Data extracted from a collection:

****************************************

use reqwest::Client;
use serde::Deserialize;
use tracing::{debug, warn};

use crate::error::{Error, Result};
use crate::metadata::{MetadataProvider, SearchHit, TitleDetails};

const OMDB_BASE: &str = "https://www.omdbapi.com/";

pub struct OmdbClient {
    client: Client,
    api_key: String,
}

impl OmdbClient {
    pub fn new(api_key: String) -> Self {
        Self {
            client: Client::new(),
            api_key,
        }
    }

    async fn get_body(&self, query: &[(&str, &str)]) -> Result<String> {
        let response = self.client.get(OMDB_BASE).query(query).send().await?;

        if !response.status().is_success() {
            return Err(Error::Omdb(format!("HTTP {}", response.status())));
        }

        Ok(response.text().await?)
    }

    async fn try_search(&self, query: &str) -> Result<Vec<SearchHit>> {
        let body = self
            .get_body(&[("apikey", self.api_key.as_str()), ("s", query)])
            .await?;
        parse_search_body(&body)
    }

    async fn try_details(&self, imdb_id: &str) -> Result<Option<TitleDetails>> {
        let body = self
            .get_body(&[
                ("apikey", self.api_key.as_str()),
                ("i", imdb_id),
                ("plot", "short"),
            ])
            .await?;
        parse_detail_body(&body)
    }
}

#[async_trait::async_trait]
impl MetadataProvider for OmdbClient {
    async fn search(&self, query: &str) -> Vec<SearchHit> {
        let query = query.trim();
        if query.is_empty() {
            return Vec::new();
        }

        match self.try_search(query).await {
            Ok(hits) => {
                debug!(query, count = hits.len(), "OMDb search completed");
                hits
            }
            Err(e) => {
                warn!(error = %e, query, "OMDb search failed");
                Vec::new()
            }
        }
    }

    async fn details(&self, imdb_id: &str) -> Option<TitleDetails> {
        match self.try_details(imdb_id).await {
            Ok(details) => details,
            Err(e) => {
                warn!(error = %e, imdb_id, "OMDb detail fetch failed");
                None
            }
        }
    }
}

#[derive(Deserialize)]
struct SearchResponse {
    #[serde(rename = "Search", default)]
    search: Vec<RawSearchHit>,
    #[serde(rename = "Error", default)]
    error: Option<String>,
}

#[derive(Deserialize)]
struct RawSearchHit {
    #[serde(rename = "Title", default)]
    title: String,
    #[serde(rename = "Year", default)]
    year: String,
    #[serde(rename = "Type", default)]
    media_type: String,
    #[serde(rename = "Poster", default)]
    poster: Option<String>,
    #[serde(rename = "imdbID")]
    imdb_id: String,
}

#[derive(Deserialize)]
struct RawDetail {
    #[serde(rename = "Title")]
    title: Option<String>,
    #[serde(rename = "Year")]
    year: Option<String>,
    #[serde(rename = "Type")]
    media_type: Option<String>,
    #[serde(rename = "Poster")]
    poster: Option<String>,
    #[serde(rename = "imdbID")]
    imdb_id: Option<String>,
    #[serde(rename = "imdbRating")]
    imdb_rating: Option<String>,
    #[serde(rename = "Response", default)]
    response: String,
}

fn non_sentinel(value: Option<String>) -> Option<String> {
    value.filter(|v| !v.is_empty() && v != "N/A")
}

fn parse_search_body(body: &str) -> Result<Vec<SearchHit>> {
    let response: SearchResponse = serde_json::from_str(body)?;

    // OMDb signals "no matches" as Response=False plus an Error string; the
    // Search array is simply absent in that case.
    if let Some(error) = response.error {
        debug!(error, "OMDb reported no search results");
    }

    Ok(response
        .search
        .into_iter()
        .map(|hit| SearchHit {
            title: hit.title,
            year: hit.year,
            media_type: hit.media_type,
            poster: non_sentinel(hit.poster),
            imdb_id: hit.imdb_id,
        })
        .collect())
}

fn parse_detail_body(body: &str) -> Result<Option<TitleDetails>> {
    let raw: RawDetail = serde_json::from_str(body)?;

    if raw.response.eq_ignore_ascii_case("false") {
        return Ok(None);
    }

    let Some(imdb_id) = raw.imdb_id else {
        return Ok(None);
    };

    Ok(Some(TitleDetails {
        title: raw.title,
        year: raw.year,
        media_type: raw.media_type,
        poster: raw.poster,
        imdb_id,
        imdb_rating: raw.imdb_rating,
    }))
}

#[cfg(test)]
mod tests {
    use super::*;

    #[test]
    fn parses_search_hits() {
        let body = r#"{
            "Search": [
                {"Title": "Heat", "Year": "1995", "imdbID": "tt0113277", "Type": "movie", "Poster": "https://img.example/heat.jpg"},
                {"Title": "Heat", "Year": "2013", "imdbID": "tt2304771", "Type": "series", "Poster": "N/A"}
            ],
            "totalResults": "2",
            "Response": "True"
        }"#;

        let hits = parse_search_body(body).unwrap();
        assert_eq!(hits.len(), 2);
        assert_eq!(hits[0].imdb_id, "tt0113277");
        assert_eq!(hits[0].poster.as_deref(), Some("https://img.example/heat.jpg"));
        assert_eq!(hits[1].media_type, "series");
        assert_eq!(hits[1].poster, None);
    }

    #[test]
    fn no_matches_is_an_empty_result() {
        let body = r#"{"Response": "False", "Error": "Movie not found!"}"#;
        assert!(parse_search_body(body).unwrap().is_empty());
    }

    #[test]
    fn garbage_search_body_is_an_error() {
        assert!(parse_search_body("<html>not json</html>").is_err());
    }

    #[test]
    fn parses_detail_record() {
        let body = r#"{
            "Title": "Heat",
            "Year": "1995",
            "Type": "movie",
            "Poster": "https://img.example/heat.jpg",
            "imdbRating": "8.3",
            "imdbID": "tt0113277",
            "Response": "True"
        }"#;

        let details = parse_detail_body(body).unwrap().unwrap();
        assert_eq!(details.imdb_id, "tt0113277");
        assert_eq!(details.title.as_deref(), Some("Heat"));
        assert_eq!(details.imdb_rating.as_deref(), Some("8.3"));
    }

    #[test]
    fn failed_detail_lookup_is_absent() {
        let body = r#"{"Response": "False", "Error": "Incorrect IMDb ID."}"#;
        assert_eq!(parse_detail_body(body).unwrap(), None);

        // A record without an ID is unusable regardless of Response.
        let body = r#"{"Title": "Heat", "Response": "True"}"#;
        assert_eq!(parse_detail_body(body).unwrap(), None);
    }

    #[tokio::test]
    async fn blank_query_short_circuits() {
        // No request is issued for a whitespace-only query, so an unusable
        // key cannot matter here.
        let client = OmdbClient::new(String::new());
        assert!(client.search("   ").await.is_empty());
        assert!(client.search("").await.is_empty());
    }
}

****************************************

Exercise: Would you restate each of the entries word for word?

Expected answer:
use reqwest::Client;
use serde::Deserialize;
use tracing::{debug, warn};

use crate::error::{Error, Result};
use crate::metadata::{MetadataProvider, SearchHit, TitleDetails};

const OMDB_BASE: &str = "https://www.omdbapi.com/";

pub struct OmdbClient {
    client: Client,
    api_key: String,
}

impl OmdbClient {
    pub fn new(api_key: String) -> Self {
        Self {
            client: Client::new(),
            api_key,
        }
    }

    async fn get_body(&self, query: &[(&str, &str)]) -> Result<String> {
        let response = self.client.get(OMDB_BASE).query(query).send().await?;

        if !response.status().is_success() {
            return Err(Error::Omdb(format!("HTTP {}", response.status())));
        }

        Ok(response.text().await?)
    }

    async fn try_search(&self, query: &str) -> Result<Vec<SearchHit>> {
        let body = self
            .get_body(&[("apikey", self.api_key.as_str()), ("s", query)])
            .await?;
        parse_search_body(&body)
    }

    async fn try_details(&self, imdb_id: &str) -> Result<Option<TitleDetails>> {
        let body = self
            .get_body(&[
                ("apikey", self.api_key.as_str()),
                ("i", imdb_id),
                ("plot", "short"),
            ])
            .await?;
        parse_detail_body(&body)
    }
}

#[async_trait::async_trait]
impl MetadataProvider for OmdbClient {
    async fn search(&self, query: &str) -> Vec<SearchHit> {
        let query = query.trim();
        if query.is_empty() {
            return Vec::new();
        }

        match self.try_search(query).await {
            Ok(hits) => {
                debug!(query, count = hits.len(), "OMDb search completed");
                hits
            }
            Err(e) => {
                warn!(error = %e, query, "OMDb search failed");
                Vec::new()
            }
        }
    }

    async fn details(&self, imdb_id: &str) -> Option<TitleDetails> {
        match self.try_details(imdb_id).await {
            Ok(details) => details,
            Err(e) => {
                warn!(error = %e, imdb_id, "OMDb detail fetch failed");
                None
            }
        }
    }
}

#[derive(Deserialize)]
struct SearchResponse {
    #[serde(rename = "Search", default)]
    search: Vec<RawSearchHit>,
    #[serde(rename = "Error", default)]
    error: Option<String>,
}

#[derive(Deserialize)]
struct RawSearchHit {
    #[serde(rename = "Title", default)]
    title: String,
    #[serde(rename = "Year", default)]
    year: String,
    #[serde(rename = "Type", default)]
    media_type: String,
    #[serde(rename = "Poster", default)]
    poster: Option<String>,
    #[serde(rename = "imdbID")]
    imdb_id: String,
}

#[derive(Deserialize)]
struct RawDetail {
    #[serde(rename = "Title")]
    title: Option<String>,
    #[serde(rename = "Year")]
    year: Option<String>,
    #[serde(rename = "Type")]
    media_type: Option<String>,
    #[serde(rename = "Poster")]
    poster: Option<String>,
    #[serde(rename = "imdbID")]
    imdb_id: Option<String>,
    #[serde(rename = "imdbRating")]
    imdb_rating: Option<String>,
    #[serde(rename = "Response", default)]
    response: String,
}

fn non_sentinel(value: Option<String>) -> Option<String> {
    value.filter(|v| !v.is_empty() && v != "N/A")
}

fn parse_search_body(body: &str) -> Result<Vec<SearchHit>> {
    let response: SearchResponse = serde_json::from_str(body)?;

    // OMDb signals "no matches" as Response=False plus an Error string; the
    // Search array is simply absent in that case.
    if let Some(error) = response.error {
        debug!(error, "OMDb reported no search results");
    }

    Ok(response
        .search
        .into_iter()
        .map(|hit| SearchHit {
            title: hit.title,
            year: hit.year,
            media_type: hit.media_type,
            poster: non_sentinel(hit.poster),
            imdb_id: hit.imdb_id,
        })
        .collect())
}

fn parse_detail_body(body: &str) -> Result<Option<TitleDetails>> {
    let raw: RawDetail = serde_json::from_str(body)?;

    if raw.response.eq_ignore_ascii_case("false") {
        return Ok(None);
    }

    let Some(imdb_id) = raw.imdb_id else {
        return Ok(None);
    };

    Ok(Some(TitleDetails {
        title: raw.title,
        year: raw.year,
        media_type: raw.media_type,
        poster: raw.poster,
        imdb_id,
        imdb_rating: raw.imdb_rating,
    }))
}

#[cfg(test)]
mod tests {
    use super::*;

    #[test]
    fn parses_search_hits() {
        let body = r#"{
            "Search": [
                {"Title": "Heat", "Year": "1995", "imdbID": "tt0113277", "Type": "movie", "Poster": "https://img.example/heat.jpg"},
                {"Title": "Heat", "Year": "2013", "imdbID": "tt2304771", "Type": "series", "Poster": "N/A"}
            ],
            "totalResults": "2",
            "Response": "True"
        }"#;

        let hits = parse_search_body(body).unwrap();
        assert_eq!(hits.len(), 2);
        assert_eq!(hits[0].imdb_id, "tt0113277");
        assert_eq!(hits[0].poster.as_deref(), Some("https://img.example/heat.jpg"));
        assert_eq!(hits[1].media_type, "series");
        assert_eq!(hits[1].poster, None);
    }

    #[test]
    fn no_matches_is_an_empty_result() {
        let body = r#"{"Response": "False", "Error": "Movie not found!"}"#;
        assert!(parse_search_body(body).unwrap().is_empty());
    }

    #[test]
    fn garbage_search_body_is_an_error() {
        assert!(parse_search_body("<html>not json</html>").is_err());
    }

    #[test]
    fn parses_detail_record() {
        let body = r#"{
            "Title": "Heat",
            "Year": "1995",
            "Type": "movie",
            "Poster": "https://img.example/heat.jpg",
            "imdbRating": "8.3",
            "imdbID": "tt0113277",
            "Response": "True"
        }"#;

        let details = parse_detail_body(body).unwrap().unwrap();
        assert_eq!(details.imdb_id, "tt0113277");
        assert_eq!(details.title.as_deref(), Some("Heat"));
        assert_eq!(details.imdb_rating.as_deref(), Some("8.3"));
    }

    #[test]
    fn failed_detail_lookup_is_absent() {
        let body = r#"{"Response": "False", "Error": "Incorrect IMDb ID."}"#;
        assert_eq!(parse_detail_body(body).unwrap(), None);

        // A record without an ID is unusable regardless of Response.
        let body = r#"{"Title": "Heat", "Response": "True"}"#;
        assert_eq!(parse_detail_body(body).unwrap(), None);
    }

    #[tokio::test]
    async fn blank_query_short_circuits() {
        // No request is issued for a whitespace-only query, so an unusable
        // key cannot matter here.
        let client = OmdbClient::new(String::new());
        assert!(client.search("   ").await.is_empty());
        assert!(client.search("").await.is_empty());
    }
}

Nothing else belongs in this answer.